A verbatim copy of all entries is the expected output.

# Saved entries
____________

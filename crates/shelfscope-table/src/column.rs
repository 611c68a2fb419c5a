//! Column descriptors

use shelfscope_core::Record;
use std::cmp::Ordering;
use std::sync::Arc;

use crate::query::SortDirection;

/// Custom comparator for a column.
///
/// Fully replaces the default comparison and receives the active direction,
/// so it is responsible for reversing its own result when descending.
pub type Comparator = Arc<dyn Fn(&Record, &Record, SortDirection) -> Ordering + Send + Sync>;

/// Metadata for one table column
#[derive(Clone)]
pub struct ColumnDescriptor {
    /// Unique column key, also the identifier stored in column orders
    pub key: String,
    /// Header label
    pub label: String,
    /// Record field to sort on. `None` marks a non-sortable column.
    pub sort_key: Option<String>,
    /// Whether the header may be dragged to reorder
    pub draggable: bool,
    pub comparator: Option<Comparator>,
}

impl ColumnDescriptor {
    /// A sortable, draggable column whose sort field equals its key
    pub fn new(key: impl Into<String>, label: impl Into<String>) -> Self {
        let key = key.into();
        Self {
            sort_key: Some(key.clone()),
            key,
            label: label.into(),
            draggable: true,
            comparator: None,
        }
    }

    pub fn sort_key(mut self, field: impl Into<String>) -> Self {
        self.sort_key = Some(field.into());
        self
    }

    /// Mark the column as non-sortable (e.g. action buttons)
    pub fn unsortable(mut self) -> Self {
        self.sort_key = None;
        self
    }

    pub fn fixed(mut self) -> Self {
        self.draggable = false;
        self
    }

    pub fn comparator(
        mut self,
        compare: impl Fn(&Record, &Record, SortDirection) -> Ordering + Send + Sync + 'static,
    ) -> Self {
        self.comparator = Some(Arc::new(compare));
        self
    }

    pub fn is_sortable(&self) -> bool {
        self.sort_key.is_some()
    }
}

impl std::fmt::Debug for ColumnDescriptor {
    fn fmt(&self, f: &mut std::fmt::Formatter<'_>) -> std::fmt::Result {
        f.debug_struct("ColumnDescriptor")
            .field("key", &self.key)
            .field("label", &self.label)
            .field("sort_key", &self.sort_key)
            .field("draggable", &self.draggable)
            .field("comparator", &self.comparator.as_ref().map(|_| "<fn>"))
            .finish()
    }
}

/// Resolve an ordered list of keys to descriptors.
///
/// Keys without a descriptor are skipped; descriptors absent from the order
/// are not rendered.
pub fn resolve_columns<'a>(
    order: &[String],
    columns: &'a [ColumnDescriptor],
) -> Vec<&'a ColumnDescriptor> {
    order
        .iter()
        .filter_map(|key| {
            let column = columns.iter().find(|c| &c.key == key);
            if column.is_none() {
                tracing::debug!(column = %key, "Skipping unknown column key");
            }
            column
        })
        .collect()
}

#[cfg(test)]
mod tests {
    use super::*;

    #[test]
    fn test_resolve_skips_unknown_and_unlisted() {
        let columns = vec![
            ColumnDescriptor::new("product", "Product").fixed(),
            ColumnDescriptor::new("age", "Age"),
            ColumnDescriptor::new("actions", "").unsortable(),
        ];
        let order = vec![
            "product".to_string(),
            "removed_column".to_string(),
            "age".to_string(),
        ];

        let resolved: Vec<&str> = resolve_columns(&order, &columns)
            .into_iter()
            .map(|c| c.key.as_str())
            .collect();
        assert_eq!(resolved, vec!["product", "age"]);
    }

    #[test]
    fn test_builder_flags() {
        let column = ColumnDescriptor::new("price", "Price").sort_key("unit_price");
        assert_eq!(column.sort_key.as_deref(), Some("unit_price"));
        assert!(column.draggable);

        let actions = ColumnDescriptor::new("actions", "Actions").unsortable().fixed();
        assert!(!actions.is_sortable());
        assert!(!actions.draggable);
    }
}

____________

# Solution for this problem
filename crates/shelfscope-table/src/column.rs
repository 611c68a2fb419c5a
//! Column descriptors

use shelfscope_core::Record;
use std::cmp::Ordering;
use std::sync::Arc;

use crate::query::SortDirection;

/// Custom comparator for a column.
///
/// Fully replaces the default comparison and receives the active direction,
/// so it is responsible for reversing its own result when descending.
pub type Comparator = Arc<dyn Fn(&Record, &Record, SortDirection) -> Ordering + Send + Sync>;

/// Metadata for one table column
#[derive(Clone)]
pub struct ColumnDescriptor {
    /// Unique column key, also the identifier stored in column orders
    pub key: String,
    /// Header label
    pub label: String,
    /// Record field to sort on. `None` marks a non-sortable column.
    pub sort_key: Option<String>,
    /// Whether the header may be dragged to reorder
    pub draggable: bool,
    pub comparator: Option<Comparator>,
}

impl ColumnDescriptor {
    /// A sortable, draggable column whose sort field equals its key
    pub fn new(key: impl Into<String>, label: impl Into<String>) -> Self {
        let key = key.into();
        Self {
            sort_key: Some(key.clone()),
            key,
            label: label.into(),
            draggable: true,
            comparator: None,
        }
    }

    pub fn sort_key(mut self, field: impl Into<String>) -> Self {
        self.sort_key = Some(field.into());
        self
    }

    /// Mark the column as non-sortable (e.g. action buttons)
    pub fn unsortable(mut self) -> Self {
        self.sort_key = None;
        self
    }

    pub fn fixed(mut self) -> Self {
        self.draggable = false;
        self
    }

    pub fn comparator(
        mut self,
        compare: impl Fn(&Record, &Record, SortDirection) -> Ordering + Send + Sync + 'static,
    ) -> Self {
        self.comparator = Some(Arc::new(compare));
        self
    }

    pub fn is_sortable(&self) -> bool {
        self.sort_key.is_some()
    }
}

impl std::fmt::Debug for ColumnDescriptor {
    fn fmt(&self, f: &mut std::fmt::Formatter<'_>) -> std::fmt::Result {
        f.debug_struct("ColumnDescriptor")
            .field("key", &self.key)
            .field("label", &self.label)
            .field("sort_key", &self.sort_key)
            .field("draggable", &self.draggable)
            .field("comparator", &self.comparator.as_ref().map(|_| "<fn>"))
            .finish()
    }
}

/// Resolve an ordered list of keys to descriptors.
///
/// Keys without a descriptor are skipped; descriptors absent from the order
/// are not rendered.
pub fn resolve_columns<'a>(
    order: &[String],
    columns: &'a [ColumnDescriptor],
) -> Vec<&'a ColumnDescriptor> {
    order
        .iter()
        .filter_map(|key| {
            let column = columns.iter().find(|c| &c.key == key);
            if column.is_none() {
                tracing::debug!(column = %key, "Skipping unknown column key");
            }
            column
        })
        .collect()
}

#[cfg(test)]
mod tests {
    use super::*;

    #[test]
    fn test_resolve_skips_unknown_and_unlisted() {
        let columns = vec![
            ColumnDescriptor::new("product", "Product").fixed(),
            ColumnDescriptor::new("age", "Age"),
            ColumnDescriptor::new("actions", "").unsortable(),
        ];
        let order = vec![
            "product".to_string(),
            "removed_column".to_string(),
            "age".to_string(),
        ];

        let resolved: Vec<&str> = resolve_columns(&order, &columns)
            .into_iter()
            .map(|c| c.key.as_str())
            .collect();
        assert_eq!(resolved, vec!["product", "age"]);
    }

    #[test]
    fn test_builder_flags() {
        let column = ColumnDescriptor::new("price", "Price").sort_key("unit_price");
        assert_eq!(column.sort_key.as_deref(), Some("unit_price"));
        assert!(column.draggable);

        let actions = ColumnDescriptor::new("actions", "Actions").unsortable().fixed();
        assert!(!actions.is_sortable());
        assert!(!actions.draggable);
    }
}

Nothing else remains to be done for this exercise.